Pursuant to the Separation Agreement with Mr. Brunsberg, he will resign from his roles as President and Chief Executive Officer of the Company effective as of the closing of the acquisition of NextTrip. Subject to his resignation, he will be entitled to receive (1) a cash payment in the amount of $204,511 (the “Brunsberg Prorated Retention Bonus”), which is equal to the retention bonus that would have otherwise been payable to Mr. Brunsberg under his CIC Agreement, prorated through December 31, 2023, and (2) subject to his execution of a general lease, a separation payment equal to three months’ base salary, in the amount of $62,500. Mr. Brunsberg also will be awarded 31,250 shares of restricted stock, or restricted stock units, or stock options to purchase up to 31,250 shares of Company common stock, which equity shall be issued under the Company’s 2023 Equity Incentive Plan (the “Plan”), subject to stockholder approval of the Plan at the Company’s 2023 Annual Meeting of Stockholders; in the event that the 2023 Plan has not been adopted and implemented by the Company as of the closing of the acquisition, then such equity award will be issued to Mr.

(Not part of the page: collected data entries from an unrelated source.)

use std::path::PathBuf;
use thiserror::Error;

#[derive(Error, Debug)]
pub enum PredictorError {
    #[error("Failed to load config from {}: {message}", path.display())]
    ConfigLoad { path: PathBuf, message: String },

    #[error("Driver '{driver}' references team index {index}, but only {team_count} teams are configured")]
    InvalidTeamReference {
        driver: String,
        index: i64,
        team_count: usize,
    },

    #[error("Race number {number} is used by both '{first}' and '{second}'")]
    DuplicateRaceNumber {
        number: u32,
        first: String,
        second: String,
    },

    #[error("Invalid config: {}", .0.join("; "))]
    InvalidConfig(Vec<String>),

    #[error("{0}")]
    Usage(String),
}

pub type Result<T> = std::result::Result<T, PredictorError>;
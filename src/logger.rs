use tracing_subscriber::{layer::SubscriberExt, util::SubscriberInitExt, EnvFilter};

/// Install the stderr log subscriber. `RUST_LOG` wins over the verbose flag.
pub fn init_cli_logger(verbose: bool) {
    let filter = if verbose {
        EnvFilter::try_from_default_env()
            .unwrap_or_else(|_| EnvFilter::new("grand_prixdictor=debug"))
    } else {
        EnvFilter::try_from_default_env()
            .unwrap_or_else(|_| EnvFilter::new("grand_prixdictor=warn"))
    };

    // try_init: a second call (e.g. from tests) is a no-op instead of a panic
    let _ = tracing_subscriber::registry()
        .with(filter)
        .with(
            tracing_subscriber::fmt::layer()
                .with_writer(std::io::stderr)
                .with_target(false)
                .with_thread_ids(false)
                .with_file(false)
                .with_line_number(false)
                .compact(),
        )
        .try_init();
}
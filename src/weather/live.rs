use super::{WeatherSnapshot, WeatherSource};
use anyhow::{bail, Context, Result};
use serde_json::Value;
use std::time::Duration;

const DEFAULT_TEMPERATURE_C: f64 = 20.0;
const DEFAULT_HUMIDITY_PCT: f64 = 50.0;
const DEFAULT_WIND_KPH: f64 = 10.0;
const DEFAULT_DESCRIPTION: &str = "clear";

const RAIN_LIKELY: i32 = 80;
const RAIN_CLOUDY: i32 = 30;
const RAIN_UNLIKELY: i32 = 10;

/// Fetch current weather for a location from an OpenWeatherMap-compatible endpoint.
/// Single attempt bounded by `timeout`.
pub async fn fetch_live_weather(
    base_url: &str,
    location: &str,
    api_key: &str,
    timeout: Duration,
) -> Result<WeatherSnapshot> {
    // reqwest needs a process-wide rustls provider; Err only means one is already installed
    let _ = rustls::crypto::ring::default_provider().install_default();

    let client = reqwest::Client::builder()
        .timeout(timeout)
        .build()
        .context("Failed to build HTTP client")?;

    let body = client
        .get(base_url)
        .query(&[("q", location), ("appid", api_key), ("units", "metric")])
        .header("User-Agent", "grand-prixdictor")
        .send()
        .await
        .context("Failed to reach weather service")?
        .error_for_status()
        .context("Weather service returned an error status")?
        .text()
        .await
        .context("Failed to read weather response")?;

    parse_weather_response(&body)
}

/// Map a current-weather JSON body onto a snapshot.
///
/// Each reading is read on its own: a missing or mistyped field falls back to
/// a mild default without discarding the rest. Rain probability is derived
/// from the headline condition and, when cloud cover is present, blended with it.
pub fn parse_weather_response(json: &str) -> Result<WeatherSnapshot> {
    let response: Value = serde_json::from_str(json).context("Failed to parse weather JSON")?;
    if !response.is_object() {
        bail!("Weather response is not a JSON object");
    }

    let temperature_c = number_at(&response, "/main/temp").unwrap_or(DEFAULT_TEMPERATURE_C);
    let humidity_pct = number_at(&response, "/main/humidity").unwrap_or(DEFAULT_HUMIDITY_PCT);
    let wind_speed_kph = number_at(&response, "/wind/speed")
        .map(|mps| mps * 3.6)
        .unwrap_or(DEFAULT_WIND_KPH);

    let description = text_at(&response, "/weather/0/description")
        .unwrap_or(DEFAULT_DESCRIPTION)
        .to_string();
    let condition = text_at(&response, "/weather/0/main").unwrap_or("");
    let mut rain_probability = rain_from_condition(condition);

    if let Some(cloud_cover) = number_at(&response, "/clouds/all") {
        let cloud_cover = cloud_cover as i32; // truncates
        rain_probability = (rain_probability + cloud_cover / 2) / 2;
    }

    Ok(WeatherSnapshot {
        description,
        temperature_c,
        humidity_pct,
        wind_speed_kph,
        rain_probability,
        source: WeatherSource::Live,
    })
}

fn number_at(value: &Value, pointer: &str) -> Option<f64> {
    value.pointer(pointer).and_then(Value::as_f64)
}

fn text_at<'a>(value: &'a Value, pointer: &str) -> Option<&'a str> {
    value.pointer(pointer).and_then(Value::as_str)
}

fn rain_from_condition(main: &str) -> i32 {
    if ["Rain", "Drizzle", "Thunderstorm"]
        .iter()
        .any(|wet| main.contains(wet))
    {
        RAIN_LIKELY
    } else if main.contains("Clouds") {
        RAIN_CLOUDY
    } else {
        RAIN_UNLIKELY
    }
}

#[cfg(test)]
mod tests {
    use super::*;

    #[test]
    fn test_parse_full_response() {
        let json = r#"{
            "weather": [{ "id": 500, "main": "Rain", "description": "light rain" }],
            "main": { "temp": 17.5, "humidity": 88 },
            "wind": { "speed": 5.0 },
            "name": "Monza"
        }"#;
        let snapshot = parse_weather_response(json).unwrap();
        assert_eq!(snapshot.description, "light rain");
        assert_eq!(snapshot.temperature_c, 17.5);
        assert_eq!(snapshot.humidity_pct, 88.0);
        assert!((snapshot.wind_speed_kph - 18.0).abs() < 1e-9);
        assert_eq!(snapshot.rain_probability, 80);
        assert_eq!(snapshot.source, WeatherSource::Live);
    }

    #[test]
    fn test_parse_empty_object_uses_defaults() {
        let snapshot = parse_weather_response("{}").unwrap();
        assert_eq!(snapshot.description, "clear");
        assert_eq!(snapshot.temperature_c, 20.0);
        assert_eq!(snapshot.humidity_pct, 50.0);
        assert_eq!(snapshot.wind_speed_kph, 10.0);
        assert_eq!(snapshot.rain_probability, 10);
    }

    #[test]
    fn test_clouds_condition() {
        let json = r#"{ "weather": [{ "main": "Clouds", "description": "broken clouds" }] }"#;
        assert_eq!(parse_weather_response(json).unwrap().rain_probability, 30);
    }

    #[test]
    fn test_thunderstorm_and_drizzle_count_as_rain() {
        for main in ["Thunderstorm", "Drizzle"] {
            let json = format!(r#"{{ "weather": [{{ "main": "{}" }}] }}"#, main);
            let snapshot = parse_weather_response(&json).unwrap();
            assert_eq!(snapshot.rain_probability, 80);
            assert_eq!(snapshot.description, "clear");
        }
    }

    #[test]
    fn test_cloud_cover_blends_rain_probability() {
        // (80 + 75 / 2) / 2 = (80 + 37) / 2 = 58
        let json = r#"{
            "weather": [{ "main": "Rain", "description": "moderate rain" }],
            "clouds": { "all": 75 }
        }"#;
        assert_eq!(parse_weather_response(json).unwrap().rain_probability, 58);
    }

    #[test]
    fn test_mistyped_fields_default_individually() {
        let json = r#"{
            "weather": [{ "main": "Rain", "description": 42 }],
            "main": { "temp": "n/a", "humidity": 91 },
            "wind": { "speed": null },
            "clouds": { "all": "overcast" }
        }"#;
        let snapshot = parse_weather_response(json).unwrap();
        assert_eq!(snapshot.temperature_c, 20.0);
        assert_eq!(snapshot.humidity_pct, 91.0);
        assert_eq!(snapshot.wind_speed_kph, 10.0);
        assert_eq!(snapshot.description, "clear");
        // Non-numeric cloud cover leaves the condition-based estimate alone
        assert_eq!(snapshot.rain_probability, 80);
    }

    #[test]
    fn test_mistyped_sections_default_individually() {
        let json = r#"{ "main": [], "wind": "calm", "weather": {}, "clouds": 7 }"#;
        let snapshot = parse_weather_response(json).unwrap();
        assert_eq!(snapshot.temperature_c, 20.0);
        assert_eq!(snapshot.wind_speed_kph, 10.0);
        assert_eq!(snapshot.rain_probability, 10);
    }

    #[test]
    fn test_non_object_body_is_error() {
        assert!(parse_weather_response("not json").is_err());
        assert!(parse_weather_response("[1, 2, 3]").is_err());
    }
}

Brunsberg on such later date that the 2023 Plan or a similar equity incentive plan is adopted and implemented by the Company. Notwithstanding the foregoing, in the event that the acquisition does not close for any reason, the Separation Agreement will have no force or effect, except that the Company will pay Mr. Brunsberg the Brunsberg Prorated Retention Bonus in conjunction with the closing of the previously disclosed sale of assets to Divergent Technologies, Inc., if ever.

 

Pursuant to the Separation Agreement with Mr. Orzechowski, he will be entitled to receive a cash payment in the amount of $109,073 (the “Orzechowski Prorated Retention Bonus”), which is equal to the retention bonus that would have otherwise been payable to Mr. Orzechowski under his CIC Agreement, prorated through December 31, 2023, upon the closing of the acquisition of NextTrip. Subject to his execution of a general release, Mr. Orzechowski will also be entitled to receive a severance payment of $200,00, which is equal to his current base annual salary, in the event that his employment is terminated by the Company without “cause” or he resigns for “good reason” (in each case as defined in his Separation Agreement) within 18 months following the closing of the acquisition. Notwithstanding the foregoing, in the event that the acquisition does not close for any reason, the Separation Agreement will have no force or effect, except that the Company will pay Mr. Orzechowski the Orzechowski Prorated Retention Bonus in conjunction with the closing of the previously disclosed sale of assets to Divergent Technologies, Inc., if ever.

 

The foregoing description of the Separation Agreements does not purport to be complete and is qualified in its entirety by reference to the full and complete terms of the Separation Agreements, copies of which are filed as Exhibits 10.1 and 10.2, respectively, to this Current Report and incorporated herein by reference.

 

Item 9.01 Financial Statements and Exhibits.

 

(d) Exhibits

 

Exhibit Number   Description
10.1   Separation Agreement between Sigma Additive Solutions and Jacob Brunsberg, dated November 22, 2023.
10.2   Separation Agreement between Sigma Additive Solutions and Frank Orzechowski, dated November 22, 2023.
104   Cover Page Interactive Data File (embedded within the Inline XBRL document)

 

 
 

 

SIGNATURES

 

Pursuant to the requirements of the Securities Exchange Act of 1934, the registrant has duly caused this report to be signed on its behalf by the undersigned hereunto duly authorized.

 

Date: November 24, 2023 SIGMA ADDITIVE SOLUTIONS, INC.